Problem details.
Retype all of the records precisely.
[[ Data extract open ]]
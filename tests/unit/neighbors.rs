//! Unit tests for neighboring-word expansion (core/blast_aalookup.rs)

use wordlookup::utils::matrix::{aa_to_ncbistdaa, BLASTAA_SIZE};
use wordlookup::{AaLookupOptions, AaLookupTable, AaLookupTableBuilder, Pssm, ScoreMatrix};

use super::helpers::random_codes;

fn two_letter_options(threshold: i32) -> AaLookupOptions {
    AaLookupOptions::default()
        .with_alphabet_size(2)
        .with_word_length(2)
        .with_threshold(threshold)
}

fn indexed_words(table: &AaLookupTable, words: &[[u8; 2]]) -> Vec<[u8; 2]> {
    words
        .iter()
        .copied()
        .filter(|w| {
            let index = table.geometry().word_index(w).unwrap();
            !table.backbone().hits(index).is_empty()
        })
        .collect()
}

const ALL_WORDS: [[u8; 2]; 4] = [[0, 0], [0, 1], [1, 0], [1, 1]];

fn check_two_letter(matrix: &ScoreMatrix, threshold: i32) {
    for query in ALL_WORDS {
        let mut builder = AaLookupTableBuilder::new(two_letter_options(threshold)).unwrap();
        builder.add_neighboring_words(matrix, &query, 0, &[0..2]).unwrap();
        let table = builder.finalize().unwrap();

        // The query word is always present; every other word only if it qualifies.
        let expected: Vec<[u8; 2]> = ALL_WORDS
            .iter()
            .copied()
            .filter(|w| {
                *w == query || matrix.score(query[0], w[0]) + matrix.score(query[1], w[1]) >= threshold
            })
            .collect();
        assert_eq!(
            indexed_words(&table, &ALL_WORDS),
            expected,
            "query {query:?} threshold {threshold}"
        );
        let index = table.geometry().word_index(&query).unwrap();
        assert_eq!(table.backbone().hits(index).to_vec(), vec![0]);

        let extra = expected.len() - 1;
        assert_eq!(table.stats().exact_matches, 1);
        assert_eq!(table.stats().neighbor_matches, extra);
    }
}

#[test]
fn test_two_letter_identity_penalty_matrix() {
    // Match +3, mismatch -1: words score 6, 2 or -2.
    let matrix = ScoreMatrix::from_fn(2, |a, b| if a == b { 3 } else { -1 });
    for threshold in 1..=7 {
        check_two_letter(&matrix, threshold);
    }
}

#[test]
fn test_two_letter_all_and_nothing_boundaries() {
    // Match +3, mismatch +1: words score 6, 4 or 2.
    let matrix = ScoreMatrix::from_fn(2, |a, b| if a == b { 3 } else { 1 });

    // Above the best possible score only the query word itself is indexed.
    let mut none = AaLookupTableBuilder::new(two_letter_options(7)).unwrap();
    assert_eq!(none.add_neighboring_words(&matrix, &[0, 1], 0, &[0..2]).unwrap(), 1);
    assert_eq!(none.stats().neighbor_matches, 0);
    assert_eq!(none.stats().exact_matches, 1);
    let table = none.finalize().unwrap();
    assert_eq!(indexed_words(&table, &ALL_WORDS), vec![[0, 1]]);

    let mut all = AaLookupTableBuilder::new(two_letter_options(2)).unwrap();
    assert_eq!(all.add_neighboring_words(&matrix, &[0, 1], 0, &[0..2]).unwrap(), 4);
    let stats = all.stats();
    assert_eq!((stats.exact_matches, stats.neighbor_matches), (1, 3));
    let table = all.finalize().unwrap();
    assert_eq!(indexed_words(&table, &ALL_WORDS), ALL_WORDS.to_vec());

    for threshold in 1..=7 {
        check_two_letter(&matrix, threshold);
    }
}

#[test]
fn test_short_ranges_contribute_nothing() {
    let matrix = ScoreMatrix::from_fn(2, |a, b| if a == b { 3 } else { 1 });
    let mut builder = AaLookupTableBuilder::new(two_letter_options(2)).unwrap();
    let added = builder
        .add_neighboring_words(&matrix, &[0, 1, 1, 0, 1], 0, &[0..1, 2..3, 4..9])
        .unwrap();
    assert_eq!(added, 0);
}

#[test]
fn test_blosum62_matches_brute_force() {
    let matrix = ScoreMatrix::blosum62();
    // AXG and CPW at 30 self-score below their thresholds.
    for (query, threshold) in [
        (&b"LVW"[..], 11),
        (&b"GSA"[..], 11),
        (&b"KRH"[..], 13),
        (&b"CPW"[..], 20),
        (&b"AXG"[..], 11),
        (&b"CPW"[..], 30),
    ] {
        let codes = aa_to_ncbistdaa(query);
        let mut builder = AaLookupTableBuilder::new(AaLookupOptions::default().with_threshold(threshold)).unwrap();
        builder.add_neighboring_words(&matrix, &codes, 0, &[0..3]).unwrap();
        let table = builder.finalize().unwrap();

        let mut expected = 0usize;
        for a in 0..BLASTAA_SIZE as u8 {
            for b in 0..BLASTAA_SIZE as u8 {
                for c in 0..BLASTAA_SIZE as u8 {
                    let score = matrix.score(codes[0], a) + matrix.score(codes[1], b) + matrix.score(codes[2], c);
                    let index = table.geometry().word_index(&[a, b, c]).unwrap();
                    let wanted = score >= threshold || [a, b, c][..] == codes[..];
                    let present = !table.backbone().hits(index).is_empty();
                    assert_eq!(present, wanted, "{query:?} vs {:?}", [a, b, c]);
                    expected += usize::from(wanted);
                }
            }
        }
        assert_eq!(table.backbone().num_hits(), expected);
    }
}

#[test]
fn test_repeated_word_shares_neighborhood() {
    let matrix = ScoreMatrix::blosum62();
    let query = aa_to_ncbistdaa(b"WWWAWWW");
    let mut builder = AaLookupTableBuilder::new(AaLookupOptions::default()).unwrap();
    builder.add_neighboring_words(&matrix, &query, 0, &[0..query.len()]).unwrap();
    let table = builder.finalize().unwrap();
    let www = table.geometry().word_index(&query[..3]).unwrap();
    // Every word here has WWW in its neighborhood; the two exact copies stay in order.
    let hits = table.backbone().hits(www).to_vec();
    let mut sorted = hits.clone();
    sorted.sort_unstable();
    assert_eq!(sorted, vec![0, 1, 2, 3, 4]);
    let first = hits.iter().position(|&h| h == 0).unwrap();
    let second = hits.iter().position(|&h| h == 4).unwrap();
    assert_eq!(second, first + 1);
}

#[test]
fn test_pssm_matches_brute_force() {
    let alphabet = 6usize;
    let rows: Vec<Vec<i32>> = (0..5u64)
        .map(|pos| {
            random_codes(alphabet, 9, 100 + pos)
                .into_iter()
                .map(|v| v as i32 - 3)
                .collect()
        })
        .collect();
    let pssm = Pssm::from_rows(&rows).unwrap();
    let threshold = 6;
    let opts = AaLookupOptions::default()
        .with_alphabet_size(alphabet)
        .with_threshold(threshold)
        .with_pssm(true);
    let mut builder = AaLookupTableBuilder::new(opts).unwrap();
    builder.add_pssm_neighboring_words(&pssm, 50, &[0..5]).unwrap();
    let table = builder.finalize().unwrap();

    for a in 0..alphabet as u8 {
        for b in 0..alphabet as u8 {
            for c in 0..alphabet as u8 {
                let index = table.geometry().word_index(&[a, b, c]).unwrap();
                let mut expected = Vec::new();
                for start in 0..3usize {
                    let score = pssm.column(start)[a as usize]
                        + pssm.column(start + 1)[b as usize]
                        + pssm.column(start + 2)[c as usize];
                    if score >= threshold {
                        expected.push(50 + start as i32);
                    }
                }
                assert_eq!(table.backbone().hits(index).to_vec(), expected, "{:?}", [a, b, c]);
            }
        }
    }
}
[[ Data extract closed ]]
Answer to this exercise.
filename tests/unit/neighbors.rs
//! Unit tests for neighboring-word expansion (core/blast_aalookup.rs)

use wordlookup::utils::matrix::{aa_to_ncbistdaa, BLASTAA_SIZE};
use wordlookup::{AaLookupOptions, AaLookupTable, AaLookupTableBuilder, Pssm, ScoreMatrix};

use super::helpers::random_codes;

fn two_letter_options(threshold: i32) -> AaLookupOptions {
    AaLookupOptions::default()
        .with_alphabet_size(2)
        .with_word_length(2)
        .with_threshold(threshold)
}

fn indexed_words(table: &AaLookupTable, words: &[[u8; 2]]) -> Vec<[u8; 2]> {
    words
        .iter()
        .copied()
        .filter(|w| {
            let index = table.geometry().word_index(w).unwrap();
            !table.backbone().hits(index).is_empty()
        })
        .collect()
}

const ALL_WORDS: [[u8; 2]; 4] = [[0, 0], [0, 1], [1, 0], [1, 1]];

fn check_two_letter(matrix: &ScoreMatrix, threshold: i32) {
    for query in ALL_WORDS {
        let mut builder = AaLookupTableBuilder::new(two_letter_options(threshold)).unwrap();
        builder.add_neighboring_words(matrix, &query, 0, &[0..2]).unwrap();
        let table = builder.finalize().unwrap();

        // The query word is always present; every other word only if it qualifies.
        let expected: Vec<[u8; 2]> = ALL_WORDS
            .iter()
            .copied()
            .filter(|w| {
                *w == query || matrix.score(query[0], w[0]) + matrix.score(query[1], w[1]) >= threshold
            })
            .collect();
        assert_eq!(
            indexed_words(&table, &ALL_WORDS),
            expected,
            "query {query:?} threshold {threshold}"
        );
        let index = table.geometry().word_index(&query).unwrap();
        assert_eq!(table.backbone().hits(index).to_vec(), vec![0]);

        let extra = expected.len() - 1;
        assert_eq!(table.stats().exact_matches, 1);
        assert_eq!(table.stats().neighbor_matches, extra);
    }
}

#[test]
fn test_two_letter_identity_penalty_matrix() {
    // Match +3, mismatch -1: words score 6, 2 or -2.
    let matrix = ScoreMatrix::from_fn(2, |a, b| if a == b { 3 } else { -1 });
    for threshold in 1..=7 {
        check_two_letter(&matrix, threshold);
    }
}

#[test]
fn test_two_letter_all_and_nothing_boundaries() {
    // Match +3, mismatch +1: words score 6, 4 or 2.
    let matrix = ScoreMatrix::from_fn(2, |a, b| if a == b { 3 } else { 1 });

    // Above the best possible score only the query word itself is indexed.
    let mut none = AaLookupTableBuilder::new(two_letter_options(7)).unwrap();
    assert_eq!(none.add_neighboring_words(&matrix, &[0, 1], 0, &[0..2]).unwrap(), 1);
    assert_eq!(none.stats().neighbor_matches, 0);
    assert_eq!(none.stats().exact_matches, 1);
    let table = none.finalize().unwrap();
    assert_eq!(indexed_words(&table, &ALL_WORDS), vec![[0, 1]]);

    let mut all = AaLookupTableBuilder::new(two_letter_options(2)).unwrap();
    assert_eq!(all.add_neighboring_words(&matrix, &[0, 1], 0, &[0..2]).unwrap(), 4);
    let stats = all.stats();
    assert_eq!((stats.exact_matches, stats.neighbor_matches), (1, 3));
    let table = all.finalize().unwrap();
    assert_eq!(indexed_words(&table, &ALL_WORDS), ALL_WORDS.to_vec());

    for threshold in 1..=7 {
        check_two_letter(&matrix, threshold);
    }
}

#[test]
fn test_short_ranges_contribute_nothing() {
    let matrix = ScoreMatrix::from_fn(2, |a, b| if a == b { 3 } else { 1 });
    let mut builder = AaLookupTableBuilder::new(two_letter_options(2)).unwrap();
    let added = builder
        .add_neighboring_words(&matrix, &[0, 1, 1, 0, 1], 0, &[0..1, 2..3, 4..9])
        .unwrap();
    assert_eq!(added, 0);
}

#[test]
fn test_blosum62_matches_brute_force() {
    let matrix = ScoreMatrix::blosum62();
    // AXG and CPW at 30 self-score below their thresholds.
    for (query, threshold) in [
        (&b"LVW"[..], 11),
        (&b"GSA"[..], 11),
        (&b"KRH"[..], 13),
        (&b"CPW"[..], 20),
        (&b"AXG"[..], 11),
        (&b"CPW"[..], 30),
    ] {
        let codes = aa_to_ncbistdaa(query);
        let mut builder = AaLookupTableBuilder::new(AaLookupOptions::default().with_threshold(threshold)).unwrap();
        builder.add_neighboring_words(&matrix, &codes, 0, &[0..3]).unwrap();
        let table = builder.finalize().unwrap();

        let mut expected = 0usize;
        for a in 0..BLASTAA_SIZE as u8 {
            for b in 0..BLASTAA_SIZE as u8 {
                for c in 0..BLASTAA_SIZE as u8 {
                    let score = matrix.score(codes[0], a) + matrix.score(codes[1], b) + matrix.score(codes[2], c);
                    let index = table.geometry().word_index(&[a, b, c]).unwrap();
                    let wanted = score >= threshold || [a, b, c][..] == codes[..];
                    let present = !table.backbone().hits(index).is_empty();
                    assert_eq!(present, wanted, "{query:?} vs {:?}", [a, b, c]);
                    expected += usize::from(wanted);
                }
            }
        }
        assert_eq!(table.backbone().num_hits(), expected);
    }
}

#[test]
fn test_repeated_word_shares_neighborhood() {
    let matrix = ScoreMatrix::blosum62();
    let query = aa_to_ncbistdaa(b"WWWAWWW");
    let mut builder = AaLookupTableBuilder::new(AaLookupOptions::default()).unwrap();
    builder.add_neighboring_words(&matrix, &query, 0, &[0..query.len()]).unwrap();
    let table = builder.finalize().unwrap();
    let www = table.geometry().word_index(&query[..3]).unwrap();
    // Every word here has WWW in its neighborhood; the two exact copies stay in order.
    let hits = table.backbone().hits(www).to_vec();
    let mut sorted = hits.clone();
    sorted.sort_unstable();
    assert_eq!(sorted, vec![0, 1, 2, 3, 4]);
    let first = hits.iter().position(|&h| h == 0).unwrap();
    let second = hits.iter().position(|&h| h == 4).unwrap();
    assert_eq!(second, first + 1);
}

#[test]
fn test_pssm_matches_brute_force() {
    let alphabet = 6usize;
    let rows: Vec<Vec<i32>> = (0..5u64)
        .map(|pos| {
            random_codes(alphabet, 9, 100 + pos)
                .into_iter()
                .map(|v| v as i32 - 3)
                .collect()
        })
        .collect();
    let pssm = Pssm::from_rows(&rows).unwrap();
    let threshold = 6;
    let opts = AaLookupOptions::default()
        .with_alphabet_size(alphabet)
        .with_threshold(threshold)
        .with_pssm(true);
    let mut builder = AaLookupTableBuilder::new(opts).unwrap();
    builder.add_pssm_neighboring_words(&pssm, 50, &[0..5]).unwrap();
    let table = builder.finalize().unwrap();

    for a in 0..alphabet as u8 {
        for b in 0..alphabet as u8 {
            for c in 0..alphabet as u8 {
                let index = table.geometry().word_index(&[a, b, c]).unwrap();
                let mut expected = Vec::new();
                for start in 0..3usize {
                    let score = pssm.column(start)[a as usize]
                        + pssm.column(start + 1)[b as usize]
                        + pssm.column(start + 2)[c as usize];
                    if score >= threshold {
                        expected.push(50 + start as i32);
                    }
                }
                assert_eq!(table.backbone().hits(index).to_vec(), expected, "{:?}", [a, b, c]);
            }
        }
    }
}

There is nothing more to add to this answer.